3 Replies to “Never Give Up. Never Surrender.”

  1. Yes, Churchill said it best: Never, never, never Give Up and we won WWII. Now we have a new challenge that is far more destructive than WWII was. Is it the ultimate:

    IMPOSSIBLE DREAM?

    There is no difference between the “betrayals” that are destroying our Democracy and our health, and those that enable the threats to our environment. The reality is that we are now living in an unacceptably threatened world, and country, because of the systemic corruption in our social,
    political, economic, academic, religious institutions that prevent us from protecting the long-term survival of the human race.

    Studies by Ornstein, Ehrlich and Wilson appear to explain reasons for half a century of failure to protect the human race from Global Warming.

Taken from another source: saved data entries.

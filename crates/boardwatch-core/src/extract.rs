//! Field extraction from one listing fragment.
//!
//! Only the external id and the title are required. Every other field is
//! best-effort: a missing element or unparseable value leaves that one field
//! empty and the candidate still goes through.

use std::fmt;

use scraper::{ElementRef, Html, Selector};

use crate::error::AppError;
use crate::models::Candidate;

/// CSS selectors and markers describing where fields live in the listing index.
///
/// The defaults match the surfboard board this crate was written for.
#[derive(Debug, Clone)]
pub struct ListingLayout {
    /// Every listing fragment on an index page.
    pub fragment: String,
    /// Fragment attribute holding the numeric external id.
    pub id_attr: String,
    /// Anchor carrying the title (`title` attr) and link (`href` attr).
    pub anchor: String,
    pub price: String,
    /// Key/value spans: a span with a marker class is followed by its value.
    pub attribute_spans: String,
    pub volume_marker: String,
    pub length_marker: String,
    pub weight_marker: String,
    pub description: String,
    pub next_page: String,
    /// Titles containing any of these (case-insensitive) are "wanted" ads, not offers.
    pub excluded_tokens: Vec<String>,
}

impl Default for ListingLayout {
    fn default() -> Self {
        Self {
            fragment: "body article".into(),
            id_attr: "data-id".into(),
            anchor: "h2.h4.entry-title a".into(),
            price: "div.price-wrap span.tag-head span.post-price".into(),
            attribute_spans: "div.entry-content.subheader span".into(),
            volume_marker: "cfd_volume".into(),
            length_marker: "cfd_size".into(),
            weight_marker: "cfd_weight".into(),
            description: "div.entry-content.subheader".into(),
            next_page: "a.next.page-numbers".into(),
            excluded_tokens: vec!["kupim".into()],
        }
    }
}

/// Why a fragment did not yield a candidate.
#[derive(Debug, Clone, Copy, PartialEq, Eq)]
pub enum SkipReason {
    /// No parseable external id (ad slots, separators).
    MissingId,
    EmptyTitle { external_id: i64 },
    Wanted { external_id: i64 },
}

impl fmt::Display for SkipReason {
    fn fmt(&self, f: &mut fmt::Formatter<'_>) -> fmt::Result {
        match self {
            SkipReason::MissingId => write!(f, "missing external id"),
            SkipReason::EmptyTitle { external_id } => write!(f, "empty title (id {external_id})"),
            SkipReason::Wanted { external_id } => write!(f, "wanted ad (id {external_id})"),
        }
    }
}

/// Result of extracting a single fragment.
#[derive(Debug, Clone, PartialEq)]
pub enum Extracted {
    Candidate(Candidate),
    Skip(SkipReason),
}

/// Compiled form of a [`ListingLayout`].
#[derive(Debug, Clone)]
pub struct ListingExtractor {
    fragment: Selector,
    id_attr: String,
    anchor: Selector,
    price: Selector,
    attribute_spans: Selector,
    volume_marker: String,
    length_marker: String,
    weight_marker: String,
    description: Selector,
    next_page: Selector,
    excluded_tokens: Vec<String>,
}

impl ListingExtractor {
    pub fn new(layout: &ListingLayout) -> Result<Self, AppError> {
        Ok(Self {
            fragment: compile(&layout.fragment)?,
            id_attr: layout.id_attr.clone(),
            anchor: compile(&layout.anchor)?,
            price: compile(&layout.price)?,
            attribute_spans: compile(&layout.attribute_spans)?,
            volume_marker: layout.volume_marker.clone(),
            length_marker: layout.length_marker.clone(),
            weight_marker: layout.weight_marker.clone(),
            description: compile(&layout.description)?,
            next_page: compile(&layout.next_page)?,
            excluded_tokens: layout
                .excluded_tokens
                .iter()
                .map(|t| t.trim().to_lowercase())
                .filter(|t| !t.is_empty())
                .collect(),
        })
    }

    /// Listing fragments of a document, in document order.
    pub fn fragments<'a>(&'a self, document: &'a Html) -> impl Iterator<Item = ElementRef<'a>> + 'a {
        document.select(&self.fragment)
    }

    /// The raw `href` of the next-page link, if there is a non-empty one.
    pub fn next_page_href(&self, document: &Html) -> Option<String> {
        document
            .select(&self.next_page)
            .next()
            .and_then(|a| a.value().attr("href"))
            .map(str::trim)
            .filter(|href| !href.is_empty())
            .map(str::to_string)
    }

    /// Turn one fragment into a candidate, or say why it was skipped.
    pub fn extract(&self, fragment: ElementRef<'_>) -> Extracted {
        let Some(external_id) = fragment
            .value()
            .attr(&self.id_attr)
            .and_then(|raw| raw.trim().parse::<i64>().ok())
        else {
            return Extracted::Skip(SkipReason::MissingId);
        };

        let anchor = fragment.select(&self.anchor).next();
        let title = anchor
            .and_then(|a| a.value().attr("title"))
            .map(str::trim)
            .unwrap_or_default();
        if title.is_empty() {
            return Extracted::Skip(SkipReason::EmptyTitle { external_id });
        }
        if self.is_wanted(title) {
            return Extracted::Skip(SkipReason::Wanted { external_id });
        }

        let link = anchor
            .and_then(|a| a.value().attr("href"))
            .map(str::trim)
            .unwrap_or_default()
            .to_string();

        let price = fragment
            .select(&self.price)
            .next()
            .and_then(|el| parse_price(&element_text(el)));

        let (volume, length, weight) = self.measurements(fragment);

        let description = fragment
            .select(&self.description)
            .next()
            .map(element_text)
            .unwrap_or_default();

        Extracted::Candidate(Candidate {
            external_id,
            title: title.to_string(),
            price,
            volume,
            length,
            weight,
            description,
            link,
        })
    }

    fn is_wanted(&self, title: &str) -> bool {
        let lowered = title.to_lowercase();
        self.excluded_tokens.iter().any(|t| lowered.contains(t.as_str()))
    }

    /// Volume, length and weight. A marker span's value is the text of the
    /// next sibling element.
    fn measurements(&self, fragment: ElementRef<'_>) -> (Option<f64>, Option<f64>, Option<f64>) {
        let (mut volume, mut length, mut weight) = (None, None, None);

        for span in fragment.select(&self.attribute_spans) {
            let slot = if has_class(span, &self.volume_marker) {
                &mut volume
            } else if has_class(span, &self.length_marker) {
                &mut length
            } else if has_class(span, &self.weight_marker) {
                &mut weight
            } else {
                continue;
            };

            let value = span
                .next_siblings()
                .find_map(ElementRef::wrap)
                .and_then(|sibling| parse_measure(&element_text(sibling)));
            if value.is_some() {
                *slot = value;
            }
        }

        (volume, length, weight)
    }
}

fn compile(selector: &str) -> Result<Selector, AppError> {
    Selector::parse(selector)
        .map_err(|e| AppError::ParseError(format!("Invalid selector '{selector}': {e:?}")))
}

fn has_class(element: ElementRef<'_>, class: &str) -> bool {
    element.value().classes().any(|c| c == class)
}

fn element_text(element: ElementRef<'_>) -> String {
    element.text().collect::<String>().trim().to_string()
}

/// Parse a European-formatted price such as `"1.234,56€"` or `"1 234,56 €"`.
///
/// Dots, and spaces between digits, are thousands separators; a comma is the
/// decimal point. Text holding more than one number (`"2x 150,00€"`) is
/// ambiguous and yields `None`.
pub fn parse_price(text: &str) -> Option<f64> {
    let chars: Vec<char> = text.chars().collect();
    let mut runs: Vec<String> = Vec::new();
    let mut current = String::new();

    for (i, &c) in chars.iter().enumerate() {
        let in_run = !current.is_empty();
        let grouping_space = matches!(c, ' ' | '\u{a0}')
            && current.ends_with(|p: char| p.is_ascii_digit())
            && chars.get(i + 1).is_some_and(|n| n.is_ascii_digit());

        if c.is_ascii_digit() || (in_run && matches!(c, '.' | ',')) || grouping_space {
            current.push(c);
        } else if in_run {
            runs.push(std::mem::take(&mut current));
        }
    }
    if !current.is_empty() {
        runs.push(current);
    }

    let [token] = runs.as_slice() else {
        return None;
    };
    let normalized: String = token
        .trim_end_matches(['.', ','])
        .chars()
        .filter(|c| !matches!(c, '.' | ' ' | '\u{a0}'))
        .map(|c| if c == ',' { '.' } else { c })
        .collect();

    normalized.parse::<f64>().ok().filter(|v| v.is_finite())
}

/// Parse a measurement like `"32,5"` or `"2.8 kg"`; a trailing unit is ignored.
pub fn parse_measure(text: &str) -> Option<f64> {
    let number = text
        .trim()
        .trim_end_matches(|c: char| c.is_alphabetic())
        .trim_end();

    number
        .replace(',', ".")
        .parse::<f64>()
        .ok()
        .filter(|v| v.is_finite())
}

The limitations of the human mind, such as our failures to prevent evolving problems from threatening future generations because our brains have been hard-wired to respond to immediate threats and our evolution is not protecting us from our current brain wiring limitations fast enough.

    This reality appears to explain Greta Thunberg’s observation that we have been experiencing 30 (actually 50) years of “empty words and promises” that amount to a generational “betrayal” by the United Nations and other institutions that are supposed to protect the human race from self-destruction.

    AP just reported: “Crucial U.N. climate talks next month could end short of the global target for cutting coal, gas and oil emissions, U.S. climate envoy John Kerry says, after nearly a year of climate diplomacy that helped win deeper cuts from allies but has so far failed to move some of the world’s biggest polluters to act fast enough.”

    The fact is that we are too close to the precipice today and there is no time for any more “empty words and promises.” As an intellectual leader, will you and your colleagues get Congress to make the right things happen with the required sense of urgency to save an acceptable future for the human race, or shall we be the last civilization to fail to meet the challenges of change?

    1. Actually Prof. Farber, Greta Thunberg slammed global leaders when she characterized them as people with “empty words and promises” emphasizing a “blah, blah, blah” rhetorical style that has resulted in generational “betrayal” plus the most outrageous fact of all, “our political leaders have wasted decades through denial and inaction.”

      This is why I must implore you one more time (because I’ll Never Give Up either):

      Will you and your intellectual colleagues motivate Congress to make the right things happen with the required sense of urgency because you are the most educated and qualified, as professors who teach students to do the right things, and understand what must be done to overcome the failures of our political system in order to protect the human race before time runs out.

      One most disturbing fact about climate change consequences we are experiencing today, that proves the urgency of Greta’s statements is “over 50 per cent of all our CO2 emissions have occurred since 1990, and a third since 2005.” This fact alone is terrifying, we truly are like frogs in boiling water.

      And we also watch, 24/7, leadership failures by too many institutions that have motivated people to carry out threats to our Democracy, health and social stability that make this an even more urgent imperative because it accelerates the destruction of our Democracy and quality of life today and into the future.

      So, as you emphasize about yourself in your introduction, I also refuse to give up because I am dedicated to protecting an acceptable quality of life for our newest and future generations, including my granddaughters who provide my highest personal motivation, and for my Cal classmate and role model who gave me 60 years of Joie de Vivre before she passed away this year.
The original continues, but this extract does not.